Le 24 février, Oleg Sentsov abandonne sa caméra. Il fait aujourd'hui partie des forces spéciales ukrainiennes, et officie dans la région de Kramatorsk. 

Grand, imposant dans son treillis militaire, le réalisateur âgé de 46 ans raconte d'une voix égale le chemin qui l'a mené du cinéma aux geôles de Vladimir Poutine, puis aux tranchées du Donbass.

"J'ai eu plusieurs vies, et je ne regrette rien", déclare-t-il dans un entretien à l'AFP pendant son jour de congé à Kramatorsk, centre administratif de l'Est de l'Ukraine où la guerre fait rage depuis des mois.

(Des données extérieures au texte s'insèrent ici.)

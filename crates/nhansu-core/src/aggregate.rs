//! Load every HR resource at once, keeping each outcome separate.
//!
//! One call per resource, all in flight together. A failure on one resource,
//! an expired session included, never stops the others.

use tracing::{debug, info, warn};

use crate::api::{ApiClient, ApiError};
use crate::models::{AttendanceRecord, Department, Employee, LeaveRequest, Position};

/// Result of one resource fetch.
pub type Fetched<T> = Result<Vec<T>, ApiError>;

pub struct Snapshot {
    pub departments: Fetched<Department>,
    pub positions: Fetched<Position>,
    pub employees: Fetched<Employee>,
    pub attendance: Fetched<AttendanceRecord>,
    pub leave_requests: Fetched<LeaveRequest>,
}

impl Snapshot {
    /// Names of resources that failed, with their errors.
    pub fn failures(&self) -> Vec<(&'static str, &ApiError)> {
        let mut failures = Vec::new();
        if let Err(ref e) = self.departments {
            failures.push(("departments", e));
        }
        if let Err(ref e) = self.positions {
            failures.push(("positions", e));
        }
        if let Err(ref e) = self.employees {
            failures.push(("employees", e));
        }
        if let Err(ref e) = self.attendance {
            failures.push(("attendance", e));
        }
        if let Err(ref e) = self.leave_requests {
            failures.push(("leave requests", e));
        }
        failures
    }

    pub fn is_complete(&self) -> bool {
        self.failures().is_empty()
    }

    /// True if any resource failed because the session ended.
    pub fn session_expired(&self) -> bool {
        self.failures().iter().any(|(_, e)| e.is_auth_expired())
    }
}

fn log_outcome<T>(name: &str, result: &Fetched<T>) {
    match result {
        Ok(items) => debug!(resource = name, count = items.len(), "Resource fetched"),
        Err(e) => warn!(resource = name, error = %e, "Failed to fetch resource"),
    }
}

pub async fn fetch_all(api: &ApiClient) -> Snapshot {
    info!("Fetching all resources");

    let (departments, positions, employees, attendance, leave_requests) = tokio::join!(
        api.list_departments(),
        api.list_positions(),
        api.list_employees(),
        api.list_attendance(),
        api.list_leave_requests(),
    );

    log_outcome("departments", &departments);
    log_outcome("positions", &positions);
    log_outcome("employees", &employees);
    log_outcome("attendance", &attendance);
    log_outcome("leave requests", &leave_requests);

    Snapshot {
        departments,
        positions,
        employees,
        attendance,
        leave_requests,
    }
}
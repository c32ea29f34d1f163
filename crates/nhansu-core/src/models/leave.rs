use std::fmt;

use chrono::NaiveDate;
use serde::{Deserialize, Serialize};

#[derive(Debug, Clone, Copy, PartialEq, Eq, Serialize, Deserialize)]
#[serde(rename_all = "lowercase")]
pub enum LeaveStatus {
    Pending,
    Approved,
    Rejected,
}

impl fmt::Display for LeaveStatus {
    fn fmt(&self, f: &mut fmt::Formatter<'_>) -> fmt::Result {
        let label = match self {
            LeaveStatus::Pending => "pending",
            LeaveStatus::Approved => "approved",
            LeaveStatus::Rejected => "rejected",
        };
        f.write_str(label)
    }
}

#[derive(Debug, Clone, Serialize, Deserialize)]
pub struct LeaveRequest {
    pub id: i64,
    #[serde(rename = "nhan_vien")]
    pub employee_id: i64,
    #[serde(rename = "ngay_bat_dau")]
    pub start_date: NaiveDate,
    #[serde(rename = "ngay_ket_thuc")]
    pub end_date: NaiveDate,
    #[serde(rename = "ly_do")]
    pub reason: String,
    #[serde(rename = "trang_thai")]
    pub status: LeaveStatus,
}

impl LeaveRequest {
    /// Calendar days covered, both ends included.
    pub fn days(&self) -> i64 {
        (self.end_date - self.start_date).num_days() + 1
    }

    /// Only pending requests can be approved or rejected.
    pub fn is_decidable(&self) -> bool {
        self.status == LeaveStatus::Pending
    }
}

/// The server fills in the employee and starts every request as pending.
#[derive(Debug, Clone, Serialize)]
pub struct NewLeaveRequest {
    #[serde(rename = "ngay_bat_dau")]
    pub start_date: NaiveDate,
    #[serde(rename = "ngay_ket_thuc")]
    pub end_date: NaiveDate,
    #[serde(rename = "ly_do")]
    pub reason: String,
}

#[cfg(test)]
mod tests {
    use super::*;

    #[test]
    fn test_parse_leave_request() {
        let json = r#"{"id": 3, "nhan_vien": 5, "ngay_bat_dau": "2024-06-10", "ngay_ket_thuc": "2024-06-12", "ly_do": "Việc gia đình", "trang_thai": "pending"}"#;
        let leave: LeaveRequest = serde_json::from_str(json).expect("Failed to parse leave request");
        assert_eq!(leave.days(), 3);
        assert!(leave.is_decidable());
        assert_eq!(leave.status.to_string(), "pending");
    }

    #[test]
    fn test_unknown_status_is_rejected() {
        let json = r#"{"id": 3, "nhan_vien": 5, "ngay_bat_dau": "2024-06-10", "ngay_ket_thuc": "2024-06-10", "ly_do": "", "trang_thai": "cancelled"}"#;
        assert!(serde_json::from_str::<LeaveRequest>(json).is_err());
    }
}
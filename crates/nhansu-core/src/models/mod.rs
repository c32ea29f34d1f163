//! Data models for HR resources.
//!
//! These mirror the JSON the server speaks (field names are renamed from the
//! wire form) and include:
//!
//! - `Department`, `Position`: organization structure
//! - `Employee`, `NewEmployee`, `EmployeeUpdate`: employee records
//! - `AttendanceRecord`: daily check-in/check-out
//! - `LeaveRequest`, `LeaveStatus`: leave applications and their approval state

pub mod attendance;
pub mod employee;
pub mod leave;
pub mod organization;

pub use attendance::{AttendanceRecord, NewAttendanceRecord};
pub use employee::{Employee, EmployeeUpdate, NewEmployee};
pub use leave::{LeaveRequest, LeaveStatus, NewLeaveRequest};
pub use organization::{Department, Position};
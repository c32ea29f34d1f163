use chrono::NaiveDate;
use serde::{Deserialize, Serialize};

use super::{Department, Position};

/// An employee as returned by `/nhanvien/`, with department and position
/// expanded.
#[derive(Debug, Clone, Serialize, Deserialize)]
pub struct Employee {
    pub id: i64,
    #[serde(rename = "ma_nhan_vien")]
    pub code: String,
    #[serde(rename = "ho_ten")]
    pub full_name: String,
    #[serde(rename = "ngay_sinh")]
    pub date_of_birth: NaiveDate,
    #[serde(rename = "ngay_vao_lam")]
    pub start_date: NaiveDate,
    #[serde(rename = "phong_ban", default)]
    pub department: Option<Department>,
    #[serde(rename = "chuc_vu", default)]
    pub position: Option<Position>,
    #[serde(default)]
    pub username: Option<String>,
}

impl Employee {
    pub fn department_name(&self) -> &str {
        self.department.as_ref().map(|d| d.name.as_str()).unwrap_or("-")
    }

    pub fn position_name(&self) -> &str {
        self.position.as_ref().map(|p| p.name.as_str()).unwrap_or("-")
    }

    /// Whole years of service as of `today`.
    pub fn years_of_service(&self, today: NaiveDate) -> u32 {
        today.years_since(self.start_date).unwrap_or(0)
    }
}

/// Payload for creating an employee together with their login account.
#[derive(Debug, Clone, Serialize)]
pub struct NewEmployee {
    #[serde(rename = "ma_nhan_vien")]
    pub code: String,
    #[serde(rename = "ho_ten")]
    pub full_name: String,
    #[serde(rename = "ngay_sinh")]
    pub date_of_birth: NaiveDate,
    #[serde(rename = "ngay_vao_lam")]
    pub start_date: NaiveDate,
    #[serde(rename = "phong_ban_id")]
    pub department_id: i64,
    #[serde(rename = "chuc_vu_id")]
    pub position_id: i64,
    #[serde(rename = "new_username")]
    pub username: String,
    pub password: String,
}

/// Payload for updating an employee. The employee code and account are
/// fixed once created.
#[derive(Debug, Clone, Serialize)]
pub struct EmployeeUpdate {
    #[serde(rename = "ho_ten")]
    pub full_name: String,
    #[serde(rename = "ngay_sinh")]
    pub date_of_birth: NaiveDate,
    #[serde(rename = "ngay_vao_lam")]
    pub start_date: NaiveDate,
    #[serde(rename = "phong_ban_id")]
    pub department_id: i64,
    #[serde(rename = "chuc_vu_id")]
    pub position_id: i64,
}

Oleg Sentsov, réalisateur entre autres des films Gamer (2011) et Rhino, présenté au festival de Venise en septembre dernier, a toujours été un homme engagé.

Actif à Kyiv dans le mouvement pro-européen du Maïdan durant l'hiver 2013-2014, qui a provoqué la fuite d'un président ukrainien pro-russe, puis en Crimée, dont il est originaire, annexée par Moscou au printemps 2014, il est arrêté la même année et condamné en Russie à 20 ans de réclusion pour "préparation d'actes terroristes".

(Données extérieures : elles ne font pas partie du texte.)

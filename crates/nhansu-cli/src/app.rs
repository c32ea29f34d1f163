//! Command implementations and the login route guard.

use std::io::{self, Write};
use std::process::ExitCode;

use anyhow::{Context, Result};
use serde::Serialize;
use tokio::sync::broadcast::{self, error::TryRecvError};
use tracing::{debug, warn};

use nhansu_core::aggregate::{fetch_all, Fetched};
use nhansu_core::api::ApiError;
use nhansu_core::auth::{LoginError, LogoutReason};
use nhansu_core::models::{AttendanceRecord, Department, Employee, LeaveRequest, Position};
use nhansu_core::{ApiClient, Config, SessionController, SessionEvent};

use crate::Resource;

/// Exit code when the user has to log in again.
const LOGIN_REQUIRED: u8 = 2;

pub struct App {
    config: Config,
    session: SessionController,
    api: ApiClient,
    events: broadcast::Receiver<SessionEvent>,
    json: bool,
}

impl App {
    pub fn new(json: bool) -> Result<Self> {
        let config = Config::load()?;
        debug!(base_url = %config.base_url, storage = ?config.storage, "Configuration loaded");

        let session = config.session()?;
        let events = session.subscribe();
        let api = ApiClient::new(session.dispatcher());

        Ok(Self {
            config,
            session,
            api,
            events,
            json,
        })
    }

    // ===== Session =====

    pub async fn login(&mut self, username: Option<String>, password: Option<String>) -> Result<ExitCode> {
        let username = match username {
            Some(username) => username,
            None => self.prompt_username()?,
        };
        let password = match password {
            Some(password) => password,
            None => rpassword::prompt_password("Password: ")?,
        };

        match self.session.login(&username, &password).await {
            Ok(()) => {}
            Err(LoginError::InvalidCredentials { .. }) => {
                eprintln!("Invalid username or password.");
                return Ok(ExitCode::FAILURE);
            }
            Err(e) => return Err(e).context("Login failed"),
        }

        self.config.last_username = Some(username.clone());
        if let Err(e) = self.config.save() {
            warn!(error = %e, "Failed to save last username");
        }

        println!("Logged in as {}.", username);
        Ok(ExitCode::SUCCESS)
    }

    pub fn logout(&mut self) -> ExitCode {
        self.session.logout();
        // The redirect is implied by the command itself
        let _ = self.events.try_recv();
        println!("Logged out.");
        ExitCode::SUCCESS
    }

    pub fn status(&self) -> ExitCode {
        if self.session.is_authenticated() {
            match self.config.last_username {
                Some(ref username) => println!("Logged in as {} ({}).", username, self.config.base_url),
                None => println!("Logged in ({}).", self.config.base_url),
            }
            ExitCode::SUCCESS
        } else {
            login_redirect("Not logged in.")
        }
    }

    fn prompt_username(&self) -> Result<String> {
        match self.config.last_username {
            Some(ref last) => print!("Username [{}]: ", last),
            None => print!("Username: "),
        }
        io::stdout().flush()?;

        let mut input = String::new();
        io::stdin().read_line(&mut input)?;
        let input = input.trim();

        match (input.is_empty(), self.config.last_username.as_ref()) {
            (true, Some(last)) => Ok(last.clone()),
            _ => Ok(input.to_string()),
        }
    }

    /// Protected commands only run with an active session. A stored refresh
    /// token gets one silent attempt to bring the session back first.
    async fn guard(&mut self) -> Option<ExitCode> {
        if self.session.restore().await {
            return None;
        }
        // A failed attempt ends quietly; the redirect below covers it
        while self.events.try_recv().is_ok() {}
        Some(login_redirect("You need to log in first."))
    }

    /// Drain session events; returns the redirect exit code if the session
    /// ended while the command ran.
    fn take_redirect(&mut self) -> Option<ExitCode> {
        let mut redirect = None;
        loop {
            match self.events.try_recv() {
                Ok(SessionEvent::NavigateToLogin { reason }) => {
                    redirect = Some(login_redirect(describe(&reason)));
                }
                Ok(event) => debug!(?event, "Session event"),
                Err(TryRecvError::Lagged(skipped)) => debug!(skipped, "Session events dropped"),
                Err(TryRecvError::Empty) | Err(TryRecvError::Closed) => break,
            }
        }
        redirect
    }

    /// Map a failed API call to an exit code, preferring the login redirect.
    fn api_failure(&mut self, err: ApiError) -> Result<ExitCode> {
        if let Some(code) = self.take_redirect() {
            return Ok(code);
        }
        if err.is_auth_expired() {
            return Ok(login_redirect("Your session has expired."));
        }
        Err(err.into())
    }

    // ===== Resources =====

    pub async fn list(&mut self, resource: Resource) -> Result<ExitCode> {
        if let Some(code) = self.guard().await {
            return Ok(code);
        }

        let printed = match resource {
            Resource::Departments => self.api.list_departments().await.map(|items| {
                self.print(&items, department_line)
            }),
            Resource::Positions => self.api.list_positions().await.map(|items| {
                self.print(&items, position_line)
            }),
            Resource::Employees => self.api.list_employees().await.map(|items| {
                self.print(&items, employee_line)
            }),
            Resource::Attendance => self.api.list_attendance().await.map(|items| {
                self.print(&items, attendance_line)
            }),
            Resource::Leave => self.api.list_leave_requests().await.map(|items| {
                self.print(&items, leave_line)
            }),
        };

        match printed {
            Ok(result) => {
                result?;
                Ok(self.take_redirect().unwrap_or(ExitCode::SUCCESS))
            }
            Err(e) => self.api_failure(e),
        }
    }

    pub async fn sync(&mut self) -> Result<ExitCode> {
        if let Some(code) = self.guard().await {
            return Ok(code);
        }

        let snapshot = fetch_all(&self.api).await;

        summary("Departments", &snapshot.departments);
        summary("Positions", &snapshot.positions);
        summary("Employees", &snapshot.employees);
        summary("Attendance", &snapshot.attendance);
        summary("Leave requests", &snapshot.leave_requests);

        if let Some(code) = self.take_redirect() {
            return Ok(code);
        }
        if snapshot.session_expired() {
            return Ok(login_redirect("Your session has expired."));
        }
        Ok(if snapshot.is_complete() {
            ExitCode::SUCCESS
        } else {
            ExitCode::FAILURE
        })
    }

    pub async fn decide_leave(&mut self, id: i64, approve: bool) -> Result<ExitCode> {
        if let Some(code) = self.guard().await {
            return Ok(code);
        }

        let result = if approve {
            self.api.approve_leave_request(id).await
        } else {
            self.api.reject_leave_request(id).await
        };

        match result {
            Ok(leave) => {
                println!("Leave request {} is now {}.", leave.id, leave.status);
                Ok(self.take_redirect().unwrap_or(ExitCode::SUCCESS))
            }
            Err(ApiError::BadRequest(body)) => {
                eprintln!("Leave request {} was not changed: {}", id, body);
                Ok(ExitCode::FAILURE)
            }
            Err(e) => self.api_failure(e),
        }
    }

    fn print<T: Serialize>(&self, items: &[T], line: fn(&T) -> String) -> Result<()> {
        if self.json {
            println!("{}", serde_json::to_string_pretty(items)?);
        } else if items.is_empty() {
            println!("(none)");
        } else {
            for item in items {
                println!("{}", line(item));
            }
        }
        Ok(())
    }
}

fn login_redirect(message: &str) -> ExitCode {
    eprintln!("{}", message);
    eprintln!("Run `nhansu login` to sign in.");
    ExitCode::from(LOGIN_REQUIRED)
}

fn describe(reason: &LogoutReason) -> &'static str {
    match reason {
        LogoutReason::UserRequested => "You have been logged out.",
        LogoutReason::RefreshFailed(_) => "Your session has expired.",
        LogoutReason::RejectedAfterRetry { .. } => "The server no longer accepts your session.",
    }
}

fn summary<T>(name: &str, result: &Fetched<T>) {
    match result {
        Ok(items) => println!("{:<16}{}", name, items.len()),
        Err(e) => println!("{:<16}failed: {}", name, e),
    }
}

fn optional_id(id: Option<i64>) -> String {
    id.map_or_else(|| "-".to_string(), |id| id.to_string())
}

fn department_line(d: &Department) -> String {
    format!("{:>5}  {}", optional_id(d.id), d.name)
}

fn position_line(p: &Position) -> String {
    format!("{:>5}  {}", optional_id(p.id), p.name)
}

fn employee_line(e: &Employee) -> String {
    format!(
        "{:>5}  {:<10} {:<30} {} / {}",
        e.id,
        e.code,
        e.full_name,
        e.department_name(),
        e.position_name()
    )
}

fn attendance_line(a: &AttendanceRecord) -> String {
    format!(
        "{:>5}  employee {:<5} {}  {}  {}",
        a.id,
        a.employee_id,
        a.date,
        a.check_in.format("%H:%M"),
        a.hours_display()
    )
}

fn leave_line(l: &LeaveRequest) -> String {
    format!(
        "{:>5}  employee {:<5} {} .. {} ({}d)  {:<9} {}",
        l.id,
        l.employee_id,
        l.start_date,
        l.end_date,
        l.days(),
        l.status.to_string(),
        l.reason
    )
}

J'ai pris un peu de repos dans une prison russe, je suis revenu au cinéma. Aujourd'hui je suis dans l'armée. je ne sais pas ce que je ferai dans 10 ans, car j'ai changé de vie plusieurs fois.
Oleg Sentsov

Envoyé dans un bagne sibérien, le réalisateur, qui fait une longue grève de la faim, est finalement libéré en 2019 dans un échange de prisonniers entre l'Ukraine et la Russie.

Son cas avait fait l'objet d'une mobilisation internationale, notamment dans le milieu du cinéma avec des réalisateurs comme Ken Loach, Pedro Almodovar, Wim Wenders. Et il reçut en 2018, pendant sa détention, le prix Sakharov du Parlement européen.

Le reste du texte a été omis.